Some of these regimes, e.g. Uzbekistan, have bad human-rights records. But notwithstanding the unhelpful jibes of Sacha Baron Cohen, Kazakhstan, which has made measurable progress toward democratization, is also profoundly committed to Jewish-Muslim dialogue, and has hosted American Jewish religious and community leaders. Most important, Joey Kurtzman’s analysis of Foxman and ADL’s bad posture on Turkey and the Armenians is correct. The term “successful genocide” may be legitimately limited to the Jewish experience, since the Nazi liquidation of European Judaism was uniquely extensive. But it is clear that Turkey has failed to adequately account for its actions against the Armenians during the First World War. This is not a matter of an exclusively Armenian grievance.

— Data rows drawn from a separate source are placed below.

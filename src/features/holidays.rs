//! Holiday indicator features and a rule-based public holiday calendar.

use super::FeatureColumns;
use chrono::{DateTime, Datelike, Duration, NaiveDate, Utc, Weekday};
use serde::{Deserialize, Serialize};
use std::collections::{BTreeSet, HashSet};
use tracing::warn;

/// Source of public holiday dates.
pub trait HolidayCalendar {
    /// Holidays of `country` in `year`, or `None` when the country is not
    /// covered.
    fn holidays(&self, country: &str, year: i32) -> Option<Vec<NaiveDate>>;
}

/// Holiday feature settings.
#[derive(Debug, Clone, PartialEq, Serialize, Deserialize)]
pub struct HolidaySpec {
    #[serde(default = "default_countries")]
    pub countries: Vec<String>,
    /// Days before a holiday to flag with `holiday_minus_{i}`.
    #[serde(default)]
    pub lookback: usize,
    /// Days after a holiday to flag with `holiday_plus_{i}`.
    #[serde(default)]
    pub lookahead: usize,
}

fn default_countries() -> Vec<String> {
    vec!["US".to_string()]
}

impl Default for HolidaySpec {
    fn default() -> Self {
        Self {
            countries: default_countries(),
            lookback: 0,
            lookahead: 0,
        }
    }
}

/// Fixed-date and weekday rules for `US`, `DE` and `GB` (alias `UK`).
///
/// US federal holidays include the observed Friday/Monday when the date
/// falls on a weekend. GB covers England & Wales bank holidays with
/// substitute days. One-off holidays such as jubilees are not included.
#[derive(Debug, Clone, Copy, Default)]
pub struct RuleBasedCalendar;

impl HolidayCalendar for RuleBasedCalendar {
    fn holidays(&self, country: &str, year: i32) -> Option<Vec<NaiveDate>> {
        let days = match country.to_ascii_uppercase().as_str() {
            "US" => united_states(year),
            "DE" => germany(year),
            "GB" | "UK" => england_and_wales(year),
            _ => return None,
        };
        Some(days)
    }
}

fn ymd(year: i32, month: u32, day: u32) -> Option<NaiveDate> {
    NaiveDate::from_ymd_opt(year, month, day)
}

fn nth_weekday(year: i32, month: u32, weekday: Weekday, n: u8) -> Option<NaiveDate> {
    NaiveDate::from_weekday_of_month_opt(year, month, weekday, n)
}

fn last_weekday(year: i32, month: u32, weekday: Weekday) -> Option<NaiveDate> {
    let first_next = if month == 12 {
        ymd(year + 1, 1, 1)?
    } else {
        ymd(year, month + 1, 1)?
    };
    let mut day = first_next - Duration::days(1);
    while day.weekday() != weekday {
        day -= Duration::days(1);
    }
    Some(day)
}

/// Gregorian Easter Sunday (anonymous algorithm).
pub fn easter_sunday(year: i32) -> Option<NaiveDate> {
    let a = year % 19;
    let b = year / 100;
    let c = year % 100;
    let d = b / 4;
    let e = b % 4;
    let f = (b + 8) / 25;
    let g = (b - f + 1) / 3;
    let h = (19 * a + b - d - g + 15) % 30;
    let i = c / 4;
    let k = c % 4;
    let l = (32 + 2 * e + 2 * i - h - k) % 7;
    let m = (a + 11 * h + 22 * l) / 451;
    let month = (h + l - 7 * m + 114) / 31;
    let day = (h + l - 7 * m + 114) % 31 + 1;
    ymd(year, month as u32, day as u32)
}

fn united_states(year: i32) -> Vec<NaiveDate> {
    let fixed = [
        ymd(year, 1, 1),
        (year >= 2021).then(|| ymd(year, 6, 19)).flatten(),
        ymd(year, 7, 4),
        ymd(year, 11, 11),
        ymd(year, 12, 25),
    ];
    let floating = [
        (year >= 1986)
            .then(|| nth_weekday(year, 1, Weekday::Mon, 3))
            .flatten(),
        nth_weekday(year, 2, Weekday::Mon, 3),
        last_weekday(year, 5, Weekday::Mon),
        nth_weekday(year, 9, Weekday::Mon, 1),
        nth_weekday(year, 10, Weekday::Mon, 2),
        nth_weekday(year, 11, Weekday::Thu, 4),
    ];
    let mut days: Vec<NaiveDate> = Vec::new();
    for date in fixed.into_iter().flatten() {
        days.push(date);
        match date.weekday() {
            Weekday::Sat => days.push(date - Duration::days(1)),
            Weekday::Sun => days.push(date + Duration::days(1)),
            _ => {}
        }
    }
    days.extend(floating.into_iter().flatten());
    days
}

fn germany(year: i32) -> Vec<NaiveDate> {
    let mut days: Vec<NaiveDate> = [
        ymd(year, 1, 1),
        ymd(year, 5, 1),
        (year >= 1990).then(|| ymd(year, 10, 3)).flatten(),
        ymd(year, 12, 25),
        ymd(year, 12, 26),
    ]
    .into_iter()
    .flatten()
    .collect();
    if let Some(easter) = easter_sunday(year) {
        // Good Friday, Easter Monday, Ascension, Whit Monday
        for offset in [-2, 1, 39, 50] {
            days.push(easter + Duration::days(offset));
        }
    }
    days
}

fn england_and_wales(year: i32) -> Vec<NaiveDate> {
    let mut days: Vec<NaiveDate> = Vec::new();
    if let Some(new_year) = ymd(year, 1, 1) {
        days.push(new_year);
        match new_year.weekday() {
            Weekday::Sat => days.push(new_year + Duration::days(2)),
            Weekday::Sun => days.push(new_year + Duration::days(1)),
            _ => {}
        }
    }
    if let Some(easter) = easter_sunday(year) {
        days.push(easter - Duration::days(2));
        days.push(easter + Duration::days(1));
    }
    days.extend(
        [
            nth_weekday(year, 5, Weekday::Mon, 1),
            last_weekday(year, 5, Weekday::Mon),
            last_weekday(year, 8, Weekday::Mon),
        ]
        .into_iter()
        .flatten(),
    );
    if let (Some(christmas), Some(boxing)) = (ymd(year, 12, 25), ymd(year, 12, 26)) {
        days.push(christmas);
        days.push(boxing);
        // substitutes land on the next weekdays not already taken
        let substitute = match christmas.weekday() {
            Weekday::Fri => vec![ymd(year, 12, 28)],
            Weekday::Sat => vec![ymd(year, 12, 27), ymd(year, 12, 28)],
            Weekday::Sun => vec![ymd(year, 12, 27)],
            _ => vec![],
        };
        days.extend(substitute.into_iter().flatten());
    }
    days
}

/// Holiday indicator columns for each timestamp.
///
/// `is_holiday` flags dates that are a holiday in any of `countries`;
/// `holiday_minus_{i}` flags dates `i` days before one and
/// `holiday_plus_{i}` dates `i` days after one. Countries the calendar does
/// not know are skipped with a warning.
pub fn holiday_features(
    timestamps: &[DateTime<Utc>],
    spec: &HolidaySpec,
    calendar: &dyn HolidayCalendar,
) -> FeatureColumns {
    let dates: Vec<NaiveDate> = timestamps.iter().map(|ts| ts.date_naive()).collect();
    let years: BTreeSet<i32> = dates
        .iter()
        // neighbouring years feed the lookback/lookahead window at year ends
        .flat_map(|d| [d.year() - 1, d.year(), d.year() + 1])
        .collect();

    let mut holidays: HashSet<NaiveDate> = HashSet::new();
    for country in &spec.countries {
        let mut known = true;
        for &year in &years {
            match calendar.holidays(country, year) {
                Some(days) => holidays.extend(days),
                None => {
                    known = false;
                    break;
                }
            }
        }
        if !known {
            warn!(country = %country, "no holiday rules for country, skipping");
        }
    }

    let flag = |shift: i64| -> Vec<f64> {
        dates
            .iter()
            .map(|d| {
                if holidays.contains(&(*d + Duration::days(shift))) {
                    1.0
                } else {
                    0.0
                }
            })
            .collect()
    };

    let mut columns = vec![("is_holiday".to_string(), flag(0))];
    for i in 1..=spec.lookback {
        columns.push((format!("holiday_minus_{i}"), flag(i as i64)));
    }
    for i in 1..=spec.lookahead {
        columns.push((format!("holiday_plus_{i}"), flag(-(i as i64))));
    }
    columns
}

Turkish secular Sunni Muslims, members of the Turkish and Kurdish Alevi Muslim minority (as many as 18 million people or 25 percent of the republic’s population, who hew to a fusion of Shia, Sufi, and pre-Islamic Turkish beliefs), other Orthodox Christians in Turkey, and the rest of the Kurds all have a stake in Turkish truth about the Armenians. That is because the Armenians stand for the fate of all religious and ethnic minorities that were submitted to compulsory Turkification by the republic’s government. Even the 500-year old Sephardic Jewish community was forced to adopt Turkish, rather than Judeo-Spanish, as its main medium of culture. The attempt to force all residents of the republic into a single Turkish identity has a complicated history. Suffice it to note here that while they have mainly been identified with Turkish secularism, the same chauvinist attitudes are supported by the Sunni-centric AKP party now in power in Ankara.
And that is the real problem. Turkey has used its relations with Israel and the situation of its Jewish community to blackmail American Jews into silence about the Armenians, to say nothing of the Alevis or Kurds. But Abdullah Gul, who had the arrogance to lobby American Jewish leaders to assist in continued suppression of the truth about the Armenian question, is an AKP Islamist whose party discriminates against all the aforementioned minorities. In addition, the AKP has allowed a dangerous anti-American rhetoric to grow in Turkey, complete with threats to invade Iraqi Kurdistan on the pretext of Kurdish nationalist radicalism. And if that were not enough, a Turkish popular literature proliferates, that is filled with anti-Jewish paranoia. Disreputable accusations had long been taught as history in Saudi Arabian schools: that the Turkish Sephardim, or descendants of those that became Muslim from among the followers of the false messiah Sabbetai Zevi, brought about the fall of the Ottoman caliphate. But such claims are now widely offered in Turkish bookshops.
It has often been said that the treatment of the Jews by a government is a standard by which to judge the civility, stability, and level of human dignity present in a country. By that gauge, Bosnia-Hercegovina is far ahead of some Christian as well as Muslim lands. But in Turkey, the Armenians play this role. The standing of the Armenian victims in Turkish history is the criterion for determining whether Turkey will become truly democratic as well as secular, will grant autonomy to its minorities, and will refrain from pursuing its Kurdophobic tendencies into a disastrous confrontation with the U.S.-led coalition in Iraq. American Jews cannot allow their international stature to be compromised by the demands of unreliable allies like Abdullah Gul and the AKP. That alone is an urgent reason to repudiate the unfortunate involvement of Foxman and ADL in Turkish-Armenian affairs.